▶ [What needs to be done]
Among the lines below, take the one holding "self.0.checked_mul(factor).map(Fixed8)", the one holding "impl fmt::Display for", and all lines between them. Set them down exactly.

+-------+

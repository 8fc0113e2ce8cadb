//! An executable script and its identifying hash.

use crate::limits::MAX_SCRIPT_LENGTH;
use crate::{VmError, VmResult};
use neo_core::UInt160;
use neo_cryptography::hash;
use std::sync::Arc;

/// Immutable script bytes plus the hash160 that identifies them.
#[derive(Debug, Clone)]
pub struct Script {
    bytes: Arc<Vec<u8>>,
    hash: UInt160,
}

impl Script {
    /// Wraps script bytes, enforcing the length limit.
    pub fn new(bytes: Vec<u8>) -> VmResult<Self> {
        if bytes.len() > MAX_SCRIPT_LENGTH {
            return Err(VmError::ScriptTooLarge {
                size: bytes.len(),
                max: MAX_SCRIPT_LENGTH,
            });
        }
        let hash = UInt160::from(hash::hash160(&bytes));
        Ok(Self {
            bytes: Arc::new(bytes),
            hash,
        })
    }

    /// The script hash.
    pub fn hash(&self) -> UInt160 {
        self.hash
    }

    /// Byte length of the script.
    pub fn len(&self) -> usize {
        self.bytes.len()
    }

    /// True for the empty script.
    pub fn is_empty(&self) -> bool {
        self.bytes.is_empty()
    }

    /// The raw bytes.
    pub fn as_bytes(&self) -> &[u8] {
        &self.bytes
    }

    /// The byte at `position`, or a code-overflow fault.
    pub fn byte_at(&self, position: usize) -> VmResult<u8> {
        self.bytes
            .get(position)
            .copied()
            .ok_or(VmError::CodeOverflow { position })
    }

    /// A slice of `count` bytes starting at `position`.
    pub fn slice(&self, position: usize, count: usize) -> VmResult<&[u8]> {
        let end = position
            .checked_add(count)
            .ok_or(VmError::CodeOverflow { position })?;
        self.bytes
            .get(position..end)
            .ok_or(VmError::CodeOverflow { position })
    }
}
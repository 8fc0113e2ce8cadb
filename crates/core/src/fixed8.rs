//! Fixed-point number with eight decimal places.

use crate::{CoreError, CoreResult};
use serde::{Deserialize, Serialize};
use std::fmt;
use std::iter::Sum;
use std::ops::{Add, AddAssign, Neg, Sub, SubAssign};

const DECIMALS: i64 = 100_000_000;

/// A signed 64-bit integer interpreted as `value * 10^-8`.
///
/// Used for gas accounting and asset amounts. Arithmetic that may overflow
/// is exposed through the `checked_*` methods; the plain operators panic on
/// overflow like the built-in integer types.
#[derive(
    Debug, Default, PartialEq, Eq, PartialOrd, Ord, Clone, Copy, Hash, Serialize, Deserialize,
)]
#[serde(transparent)]
pub struct Fixed8(i64);

impl Fixed8 {
    /// The number of raw units per whole unit.
    pub const RAW_PER_UNIT: i64 = DECIMALS;

    /// The zero value.
    pub const ZERO: Fixed8 = Fixed8(0);

    /// The smallest positive value, 10^-8.
    pub const SATOSHI: Fixed8 = Fixed8(1);

    /// The largest representable value.
    pub const MAX: Fixed8 = Fixed8(i64::MAX);

    /// Creates a value directly from raw 10^-8 units.
    pub const fn from_raw(raw: i64) -> Self {
        Fixed8(raw)
    }

    /// Creates a value from a whole number of units.
    pub fn from_int(value: i64) -> CoreResult<Self> {
        value
            .checked_mul(DECIMALS)
            .map(Fixed8)
            .ok_or_else(|| CoreError::Overflow {
                operation: "Fixed8::from_int".into(),
            })
    }

    /// Returns the raw 10^-8 units.
    pub const fn raw(&self) -> i64 {
        self.0
    }

    /// Returns the integral part.
    pub const fn integral(&self) -> i64 {
        self.0 / DECIMALS
    }

    /// Returns the fractional part in raw units.
    pub const fn fractional(&self) -> i64 {
        self.0 % DECIMALS
    }

    /// Checked addition.
    pub fn checked_add(self, other: Fixed8) -> Option<Fixed8> {
        self.0.checked_add(other.0).map(Fixed8)
    }

    /// Checked subtraction.
    pub fn checked_sub(self, other: Fixed8) -> Option<Fixed8> {
        self.0.checked_sub(other.0).map(Fixed8)
    }

    /// Checked multiplication by a plain integer.
    pub fn checked_mul_int(self, factor: i64) -> Option<Fixed8> {
        self.0.checked_mul(factor).map(Fixed8)
    }

    /// True for values strictly below zero.
    pub const fn is_negative(&self) -> bool {
        self.0 < 0
    }
}

impl Add for Fixed8 {
    type Output = Fixed8;

    fn add(self, other: Fixed8) -> Fixed8 {
        Fixed8(self.0 + other.0)
    }
}

impl AddAssign for Fixed8 {
    fn add_assign(&mut self, other: Fixed8) {
        self.0 += other.0;
    }
}

impl Sub for Fixed8 {
    type Output = Fixed8;

    fn sub(self, other: Fixed8) -> Fixed8 {
        Fixed8(self.0 - other.0)
    }
}

impl SubAssign for Fixed8 {
    fn sub_assign(&mut self, other: Fixed8) {
        self.0 -= other.0;
    }
}

impl Neg for Fixed8 {
    type Output = Fixed8;

    fn neg(self) -> Fixed8 {
        Fixed8(-self.0)
    }
}

impl Sum for Fixed8 {
    fn sum<I: Iterator<Item = Fixed8>>(iter: I) -> Fixed8 {
        iter.fold(Fixed8::ZERO, Add::add)
    }
}

impl fmt::Display for Fixed8 {
    fn fmt(&self, f: &mut fmt::Formatter<'_>) -> fmt::Result {
        let mut val = self.0;
        if val < 0 {
            write!(f, "-")?;
            val = -val;
        }
        write!(f, "{}", val / DECIMALS)?;
        let frac = val % DECIMALS;
        if frac > 0 {
            let digits = format!("{frac:08}");
            write!(f, ".{}", digits.trim_end_matches('0'))?;
        }
        Ok(())
    }
}

#[cfg(test)]
mod tests {
    use super::*;

    #[test]
    fn displays_with_trimmed_fraction() {
        assert_eq!(Fixed8::from_int(5).unwrap().to_string(), "5");
        assert_eq!(Fixed8::from_raw(150_000_000).to_string(), "1.5");
        assert_eq!(Fixed8::from_raw(1).to_string(), "0.00000001");
        assert_eq!(Fixed8::from_raw(-250_000_000).to_string(), "-2.5");
    }

    #[test]
    fn checked_arithmetic_guards_overflow() {
        assert_eq!(Fixed8::MAX.checked_add(Fixed8::SATOSHI), None);
        assert_eq!(
            Fixed8::from_int(1).unwrap().checked_sub(Fixed8::SATOSHI),
            Some(Fixed8::from_raw(DECIMALS - 1))
        );
        assert_eq!(Fixed8::MAX.checked_mul_int(2), None);
    }

    #[test]
    fn integral_and_fractional_split() {
        let v = Fixed8::from_raw(3 * DECIMALS + 25);
        assert_eq!(v.integral(), 3);
        assert_eq!(v.fractional(), 25);
    }
}
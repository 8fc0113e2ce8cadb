//! Registered assets.

use crate::{LedgerError, LedgerResult};
use neo_core::{Fixed8, UInt160, UInt256};
use neo_cryptography::ECPoint;
use serde::{Deserialize, Serialize};

/// The class of a registered asset.
#[derive(Debug, Clone, Copy, PartialEq, Eq, Hash, Serialize, Deserialize)]
#[repr(u8)]
pub enum AssetType {
    CreditFlag = 0x40,
    DutyFlag = 0x80,
    GoverningToken = 0x00,
    UtilityToken = 0x01,
    Currency = 0x08,
    Share = 0x90,
    Invoice = 0x98,
    Token = 0x60,
}

impl AssetType {
    /// Decodes the wire byte.
    pub fn from_byte(value: u8) -> LedgerResult<Self> {
        match value {
            0x40 => Ok(AssetType::CreditFlag),
            0x80 => Ok(AssetType::DutyFlag),
            0x00 => Ok(AssetType::GoverningToken),
            0x01 => Ok(AssetType::UtilityToken),
            0x08 => Ok(AssetType::Currency),
            0x90 => Ok(AssetType::Share),
            0x98 => Ok(AssetType::Invoice),
            0x60 => Ok(AssetType::Token),
            other => Err(LedgerError::UnknownValue {
                kind: "asset type",
                value: other,
            }),
        }
    }
}

/// A registered asset.
#[derive(Debug, Clone, PartialEq, Serialize, Deserialize)]
pub struct Asset {
    /// The asset id: the hash of the registering transaction.
    pub id: UInt256,
    pub asset_type: AssetType,
    pub name: String,
    /// Total supply.
    pub amount: Fixed8,
    /// Amount already issued.
    pub available: Fixed8,
    pub precision: u8,
    pub owner: ECPoint,
    pub admin: UInt160,
    pub issuer: UInt160,
    /// Height at which the registration lapses.
    pub expiration: u32,
    pub is_frozen: bool,
}
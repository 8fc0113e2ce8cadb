//! Resource limits and the fee schedule.
//!
//! Every limit here is consensus-critical: implementations must agree on
//! the exact step at which a script faults.

/// Combined size limit for the main and alt operand stacks.
pub const MAX_STACK_SIZE: usize = 2048;

/// Maximum depth of nested invocation frames.
pub const MAX_INVOCATION_STACK_SIZE: u32 = 1024;

/// Maximum number of elements in an Array or Struct.
pub const MAX_ARRAY_SIZE: usize = 1024;

/// Maximum byte length of a single stack item.
pub const MAX_ITEM_SIZE: usize = 1024 * 1024;

/// Maximum byte length of a script.
pub const MAX_SCRIPT_LENGTH: usize = 1024 * 1024;

/// Maximum number of votes an account may cast.
pub const MAX_VOTES: usize = 1024;

/// Approximate number of blocks produced per year; used for asset renewal.
pub const BLOCK_HEIGHT_YEAR: u32 = 2_000_000;

/// Maximum byte length of an asset name.
pub const MAX_ASSET_NAME_LENGTH: usize = 1024;

/// Maximum byte length of a SYSCALL name.
pub const MAX_SYSCALL_NAME_LENGTH: u64 = 252;

/// Maximum byte length of a contract storage key.
pub const MAX_STORAGE_KEY_SIZE: usize = 1024;

/// Largest magnitude accepted as a SHL/SHR shift count.
pub const MAX_SHIFT: i64 = 65535;

/// Gas fees in raw `Fixed8` units (10^-8 GAS).
pub mod fee {
    /// Charged for every opcode without a specific entry.
    pub const DEFAULT: i64 = 1;

    /// CHECKSIG, and CHECKMULTISIG per public key.
    pub const SIGNATURE_VERIFY: i64 = 100_000;

    /// Runtime, accessor and execution-engine syscalls.
    pub const RUNTIME: i64 = 1;

    /// Witness checks resolve scripts and search the witness set.
    pub const CHECK_WITNESS: i64 = 200;

    /// Blockchain readers hit the ledger facade.
    pub const BLOCKCHAIN_READ: i64 = 100;

    /// Storage reads.
    pub const STORAGE_GET: i64 = 100;

    /// Storage writes and deletes.
    pub const STORAGE_WRITE: i64 = 1_000;

    /// Asset, contract, validator and vote management.
    pub const MANAGEMENT: i64 = 1_000_000;
}
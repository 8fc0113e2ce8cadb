//! `Neo.Account.SetVotes`: the vote-casting state transition.

use crate::execution_context::ExecutionContext;
use crate::execution_engine::ExecutionEngine;
use crate::limits::MAX_VOTES;
use crate::stack_item::StackItem;
use crate::{VmError, VmResult};
use neo_core::Fixed8;
use neo_cryptography::ECPoint;

pub(super) fn set_votes(
    engine: &mut ExecutionEngine,
    _ctx: &mut ExecutionContext,
    args: Vec<StackItem>,
) -> VmResult<Vec<StackItem>> {
    let vote_items = args[0].as_array()?.items();
    if vote_items.len() > MAX_VOTES {
        return Err(VmError::TooManyVotes {
            count: vote_items.len(),
            max: MAX_VOTES,
        });
    }
    let mut votes: Vec<ECPoint> = Vec::with_capacity(vote_items.len());
    for item in &vote_items {
        votes.push(item.as_ec_point()?);
    }

    let hash = args[1].as_account()?.script_hash;
    // Decide against the current ledger state, not the stack snapshot.
    let mut account = engine
        .blockchain()
        .try_get_account(&hash)
        .unwrap_or_else(|| neo_ledger::Account::new(hash));

    if account.is_frozen {
        return Err(VmError::AccountFrozen {
            hash: hash.to_string(),
        });
    }
    let governing = engine.blockchain().governing_token();
    if account.balance_of(&governing) <= Fixed8::ZERO && !votes.is_empty() {
        return Err(VmError::NotEligibleVote);
    }
    if !engine.check_witness(&hash)? {
        return Err(VmError::BadWitness);
    }
    engine.require_application_trigger()?;

    account.votes = votes;
    if account.is_deletable() {
        engine.blockchain().delete_account(&hash);
    } else {
        engine.blockchain().put_account(account);
    }
    Ok(Vec::new())
}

+-------+

▶ [Solution for this task]
        self.0.checked_mul(factor).map(Fixed8)
    }

    /// True for values strictly below zero.
    pub const fn is_negative(&self) -> bool {
        self.0 < 0
    }
}

impl Add for Fixed8 {
    type Output = Fixed8;

    fn add(self, other: Fixed8) -> Fixed8 {
        Fixed8(self.0 + other.0)
    }
}

impl AddAssign for Fixed8 {
    fn add_assign(&mut self, other: Fixed8) {
        self.0 += other.0;
    }
}

impl Sub for Fixed8 {
    type Output = Fixed8;

    fn sub(self, other: Fixed8) -> Fixed8 {
        Fixed8(self.0 - other.0)
    }
}

impl SubAssign for Fixed8 {
    fn sub_assign(&mut self, other: Fixed8) {
        self.0 -= other.0;
    }
}

impl Neg for Fixed8 {
    type Output = Fixed8;

    fn neg(self) -> Fixed8 {
        Fixed8(-self.0)
    }
}

impl Sum for Fixed8 {
    fn sum<I: Iterator<Item = Fixed8>>(iter: I) -> Fixed8 {
        iter.fold(Fixed8::ZERO, Add::add)
    }
}

impl fmt::Display for Fixed8 {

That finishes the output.